CITING data that reveals people's friendships and neighbourhood connections have diminished over the past two decades, a new report released by the Grattan Institute explores how the way we build and organise our cities can help or hinder social connection.
Launching Grattan's report, 'Social Cities', Cities Program Director Jane-Frances Kelly emphasised that relationships are critical to wellbeing and that a lack of face-to-face contact can put our health at risk.
According to the report, a quarter of Australian households now consist of people living by themselves – the fastest growing household type – and Ms Kelly said "this makes connecting with others outside the home all the more important."

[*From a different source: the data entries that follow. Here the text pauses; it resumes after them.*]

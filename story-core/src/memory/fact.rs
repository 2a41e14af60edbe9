//! Facts and objects extracted from the narrative.

use serde::{Deserialize, Serialize};

/// An established story fact.
#[derive(Debug, Clone, PartialEq, Eq, Serialize, Deserialize)]
pub struct Fact {
    /// 1-based position in the session's fact sequence.
    pub id: usize,
    pub description: String,
    /// Turn the fact was extracted from (0 for seed facts).
    pub turn_created: usize,
}

/// A significant object mentioned in the story.
#[derive(Debug, Clone, PartialEq, Eq, Serialize, Deserialize)]
pub struct Item {
    /// Unique key within the item collection.
    pub name: String,
    /// Current holder or location.
    pub location: String,
    pub status: String,
    pub discovered_turn: usize,
}
//! TTL-cached ingestion of the raw table.
//!
//! [`IngestionManager`] owns the [`Dashboard`] and is the only place that
//! replaces its store. A refresh is one opaque fetch followed by a decode;
//! the fetch either delivers the whole text or fails the cycle, in which
//! case the previous store stays in place. There is no retry.

use std::path::PathBuf;
use std::time::{Duration, Instant};

use async_trait::async_trait;
use chrono::{DateTime, Utc};

use cloak_core::error::{CloakError, Result};
use cloak_core::selection::{Selection, SelectionIntent};
use cloak_data::dashboard::Dashboard;
use cloak_data::projection::DashboardView;
use cloak_data::store::TimeSeriesStore;

// ── Defaults ──────────────────────────────────────────────────────────────────

/// Default cache TTL in seconds.
pub const DEFAULT_CACHE_TTL_SECS: u64 = 30;

// ── Sources ───────────────────────────────────────────────────────────────────

/// Something that can deliver the raw table text.
#[async_trait]
pub trait TableSource: Send + Sync {
    /// Short description for log lines, e.g. a path.
    fn describe(&self) -> String;

    /// Fetch the whole table. A failure ends the ingestion cycle.
    async fn fetch(&self) -> Result<String>;
}

/// Reads the export from a file on disk.
#[derive(Debug, Clone)]
pub struct FileSource {
    path: PathBuf,
}

impl FileSource {
    pub fn new(path: impl Into<PathBuf>) -> Self {
        Self { path: path.into() }
    }

    pub fn path(&self) -> &PathBuf {
        &self.path
    }
}

#[async_trait]
impl TableSource for FileSource {
    fn describe(&self) -> String {
        self.path.display().to_string()
    }

    async fn fetch(&self) -> Result<String> {
        tokio::fs::read_to_string(&self.path)
            .await
            .map_err(|source| CloakError::FileRead {
                path: self.path.clone(),
                source,
            })
    }
}

/// In-memory source holding either a table or a fixed failure message.
#[derive(Debug, Clone)]
pub struct StaticSource {
    body: std::result::Result<String, String>,
}

impl StaticSource {
    pub fn ok(text: impl Into<String>) -> Self {
        Self {
            body: Ok(text.into()),
        }
    }

    /// Every fetch fails with [`CloakError::Fetch`] carrying `message`.
    pub fn failing(message: impl Into<String>) -> Self {
        Self {
            body: Err(message.into()),
        }
    }
}

#[async_trait]
impl TableSource for StaticSource {
    fn describe(&self) -> String {
        "static".to_string()
    }

    async fn fetch(&self) -> Result<String> {
        self.body.clone().map_err(CloakError::Fetch)
    }
}

// ── IngestionManager ──────────────────────────────────────────────────────────

/// Owns the dashboard context and refreshes its store from a source.
///
/// # Example
/// ```no_run
/// use cloak_runtime::data_manager::{FileSource, IngestionManager};
///
/// # async fn run() -> cloak_core::Result<()> {
/// let mut mgr = IngestionManager::new(FileSource::new("export.csv"), 30);
/// let dashboard = mgr.refresh(false).await?;
/// println!("dates: {}", dashboard.store().len());
/// # Ok(())
/// # }
/// ```
pub struct IngestionManager<S> {
    source: S,
    /// Maximum age of the current store before a refresh refetches.
    cache_ttl: Duration,
    dashboard: Dashboard,
    /// When the store was last replaced, for TTL checks.
    cache_timestamp: Option<Instant>,
    /// Wall-clock time of the last successful ingestion.
    last_update: Option<DateTime<Utc>>,
    /// Message of the last failed fetch, cleared on success.
    last_error: Option<String>,
}

impl<S: TableSource> IngestionManager<S> {
    pub fn new(source: S, cache_ttl_secs: u64) -> Self {
        Self::with_dashboard(source, cache_ttl_secs, Dashboard::new())
    }

    /// Start from an existing dashboard, e.g. one with a selection already
    /// applied.
    pub fn with_dashboard(source: S, cache_ttl_secs: u64, dashboard: Dashboard) -> Self {
        Self {
            source,
            cache_ttl: Duration::from_secs(cache_ttl_secs),
            dashboard,
            cache_timestamp: None,
            last_update: None,
            last_error: None,
        }
    }

    // ── Public API ────────────────────────────────────────────────────────

    /// Refetch and re-decode the table unless the current store is fresh.
    ///
    /// With `force` the TTL is ignored. A fetch failure is returned as-is,
    /// recorded in [`last_error`](Self::last_error), and leaves the current
    /// store untouched.
    pub async fn refresh(&mut self, force: bool) -> Result<&Dashboard> {
        if !force && self.is_cache_valid() {
            tracing::debug!("store still fresh; skipping fetch");
            return Ok(&self.dashboard);
        }

        let source = self.source.describe();
        match self.source.fetch().await {
            Ok(raw) => {
                let store = TimeSeriesStore::decode(&raw);
                tracing::info!(source = %source, records = store.len(), "table ingested");
                self.dashboard.replace_store(store);
                self.cache_timestamp = Some(Instant::now());
                self.last_update = Some(Utc::now());
                self.last_error = None;
                Ok(&self.dashboard)
            }
            Err(e) => {
                tracing::warn!(source = %source, error = %e, "fetch failed; keeping previous store");
                self.last_error = Some(e.to_string());
                Err(e)
            }
        }
    }

    pub fn dashboard(&self) -> &Dashboard {
        &self.dashboard
    }

    pub fn apply(&mut self, intent: SelectionIntent) {
        self.dashboard.apply(intent);
    }

    pub fn set_selection(&mut self, selection: Selection) {
        self.dashboard.set_selection(selection);
    }

    pub fn view(&self) -> DashboardView {
        self.dashboard.view()
    }

    pub fn last_update(&self) -> Option<DateTime<Utc>> {
        self.last_update
    }

    pub fn last_error(&self) -> Option<&str> {
        self.last_error.as_deref()
    }

    /// Age of the current store, or `None` before the first ingestion.
    pub fn cache_age(&self) -> Option<Duration> {
        self.cache_timestamp.map(|ts| ts.elapsed())
    }

    /// Force the next [`refresh`](Self::refresh) to fetch. The store is kept.
    pub fn invalidate_cache(&mut self) {
        self.cache_timestamp = None;
        tracing::debug!("cache invalidated");
    }

    // ── Private helpers ───────────────────────────────────────────────────

    fn is_cache_valid(&self) -> bool {
        self.cache_timestamp
            .is_some_and(|ts| ts.elapsed() < self.cache_ttl)
    }
}

// ── Tests ─────────────────────────────────────────────────────────────────────

#[cfg(test)]
mod tests {
    use super::*;
    use std::collections::VecDeque;
    use std::io::Write;
    use std::sync::atomic::{AtomicUsize, Ordering};
    use std::sync::Mutex;

    use cloak_core::models::SeriesId;

    const TABLE: &str = "日期,JB\n,,Meta,Fail,GA4\n8/1,JB,100,25.00,75\n8/2,JB,200,50%,100\n";

    /// Replays a fixed list of responses and counts fetches.
    struct ScriptedSource {
        responses: Mutex<VecDeque<std::result::Result<String, String>>>,
        calls: AtomicUsize,
    }

    impl ScriptedSource {
        fn new(responses: Vec<std::result::Result<&str, &str>>) -> Self {
            Self {
                responses: Mutex::new(
                    responses
                        .into_iter()
                        .map(|r| r.map(str::to_string).map_err(str::to_string))
                        .collect(),
                ),
                calls: AtomicUsize::new(0),
            }
        }

        fn calls(&self) -> usize {
            self.calls.load(Ordering::SeqCst)
        }
    }

    #[async_trait]
    impl TableSource for ScriptedSource {
        fn describe(&self) -> String {
            "scripted".to_string()
        }

        async fn fetch(&self) -> Result<String> {
            self.calls.fetch_add(1, Ordering::SeqCst);
            let next = self.responses.lock().unwrap().pop_front();
            match next {
                Some(r) => r.map_err(CloakError::Fetch),
                None => Err(CloakError::Fetch("no more responses".to_string())),
            }
        }
    }

    // ── first ingestion ───────────────────────────────────────────────────

    #[tokio::test]
    async fn test_no_data_before_first_refresh() {
        let mgr = IngestionManager::new(StaticSource::ok(TABLE), 30);
        assert!(mgr.dashboard().store().is_empty());
        assert!(mgr.last_update().is_none());
        assert!(mgr.last_error().is_none());
        assert!(mgr.cache_age().is_none());
    }

    #[tokio::test]
    async fn test_refresh_ingests_table() {
        let mut mgr = IngestionManager::new(StaticSource::ok(TABLE), 30);
        let dashboard = mgr.refresh(false).await.unwrap();
        assert_eq!(dashboard.store().dates(), vec!["8/1", "8/2"]);
        assert!(mgr.last_update().is_some());
        assert!(mgr.cache_age().unwrap() < Duration::from_secs(5));
    }

    // ── TTL ───────────────────────────────────────────────────────────────

    #[tokio::test]
    async fn test_fresh_store_skips_fetch() {
        let mut mgr = IngestionManager::new(ScriptedSource::new(vec![Ok(TABLE)]), 60);
        mgr.refresh(false).await.unwrap();
        mgr.refresh(false).await.unwrap();
        assert_eq!(mgr.source.calls(), 1);
        assert_eq!(mgr.dashboard().store().len(), 2);
    }

    #[tokio::test]
    async fn test_zero_ttl_always_refetches() {
        let second = "h\nh\n9/1,JB,1,1,1\n";
        let mut mgr =
            IngestionManager::new(ScriptedSource::new(vec![Ok(TABLE), Ok(second)]), 0);
        mgr.refresh(false).await.unwrap();
        mgr.refresh(false).await.unwrap();
        assert_eq!(mgr.source.calls(), 2);
        assert_eq!(mgr.dashboard().store().dates(), vec!["9/1"]);
    }

    #[tokio::test]
    async fn test_force_and_invalidate_bypass_ttl() {
        let mut mgr = IngestionManager::new(
            ScriptedSource::new(vec![Ok(TABLE), Ok(TABLE), Ok(TABLE)]),
            60,
        );
        mgr.refresh(false).await.unwrap();
        mgr.refresh(true).await.unwrap();
        assert_eq!(mgr.source.calls(), 2);

        mgr.invalidate_cache();
        assert!(mgr.cache_age().is_none());
        assert_eq!(mgr.dashboard().store().len(), 2);
        mgr.refresh(false).await.unwrap();
        assert_eq!(mgr.source.calls(), 3);
    }

    // ── failures ──────────────────────────────────────────────────────────

    #[tokio::test]
    async fn test_failure_is_returned_verbatim() {
        let mut mgr = IngestionManager::new(StaticSource::failing("HTTP error! status: 500"), 30);
        let err = mgr.refresh(false).await.unwrap_err();
        assert!(matches!(err, CloakError::Fetch(ref m) if m == "HTTP error! status: 500"));
        assert_eq!(
            mgr.last_error(),
            Some("Failed to fetch table: HTTP error! status: 500")
        );
        assert!(mgr.last_update().is_none());
    }

    #[tokio::test]
    async fn test_failure_leaves_prior_store_untouched() {
        let mut mgr =
            IngestionManager::new(ScriptedSource::new(vec![Ok(TABLE), Err("timeout")]), 0);
        mgr.refresh(false).await.unwrap();
        let before = mgr.dashboard().store().clone();
        let stamp = mgr.last_update();

        assert!(mgr.refresh(false).await.is_err());
        assert_eq!(mgr.dashboard().store(), &before);
        assert_eq!(mgr.last_update(), stamp);
        assert!(mgr.last_error().unwrap().contains("timeout"));
    }

    #[tokio::test]
    async fn test_success_clears_last_error() {
        let mut mgr =
            IngestionManager::new(ScriptedSource::new(vec![Err("down"), Ok(TABLE)]), 30);
        assert!(mgr.refresh(false).await.is_err());
        assert!(mgr.last_error().is_some());
        mgr.refresh(false).await.unwrap();
        assert!(mgr.last_error().is_none());
    }

    // ── selection passthrough ─────────────────────────────────────────────

    #[tokio::test]
    async fn test_selection_applies_to_view() {
        let mut mgr = IngestionManager::new(StaticSource::ok(TABLE), 30);
        mgr.refresh(false).await.unwrap();
        mgr.apply(SelectionIntent::SetEntity {
            series: SeriesId::Jb,
            entity_id: "jt01".to_string(),
            checked: true,
        });
        let view = mgr.view();
        assert_eq!(view.series.len(), 1);
        assert_eq!(view.summary.total_meta, 300);

        mgr.set_selection(Selection::default());
        assert!(mgr.view().series.is_empty());
    }

    // ── FileSource ────────────────────────────────────────────────────────

    #[tokio::test]
    async fn test_file_source_reads_table() {
        let mut file = tempfile::NamedTempFile::new().expect("temp file");
        file.write_all(TABLE.as_bytes()).expect("write table");

        let source = FileSource::new(file.path());
        assert_eq!(source.describe(), file.path().display().to_string());
        let mut mgr = IngestionManager::new(source, 30);
        let dashboard = mgr.refresh(true).await.unwrap();
        assert_eq!(dashboard.store().len(), 2);
    }

    #[tokio::test]
    async fn test_file_source_missing_file() {
        let dir = tempfile::TempDir::new().expect("temp dir");
        let path = dir.path().join("missing.csv");
        let err = FileSource::new(&path).fetch().await.unwrap_err();
        match err {
            CloakError::FileRead { path: p, .. } => assert_eq!(p, path),
            other => panic!("unexpected error: {other}"),
        }
    }
}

Grattan's report examines how improving the design of our cities and the way they function – from transport networks, to the availability of parks and sporting grounds, to the architecture of public spaces and buildings – makes it easier for people to connect with each other.
The report, which aims to draw together a wide range of current knowledge, shows how even small changes, such as installing a few benches at the edge of a public area or converting an unused lot into a 'pocket park', can make urban spaces more welcoming.
It argues that when building and organising cities, greater weight should be given to social connection, adding that "the demographic changes underway in Australian society make the task all the more urgent and more challenging."
With Australian cities expected to keep growing for the foreseeable future, Ms Kelly said cities will need to meet our social as well as our material needs in order to improve quality of life.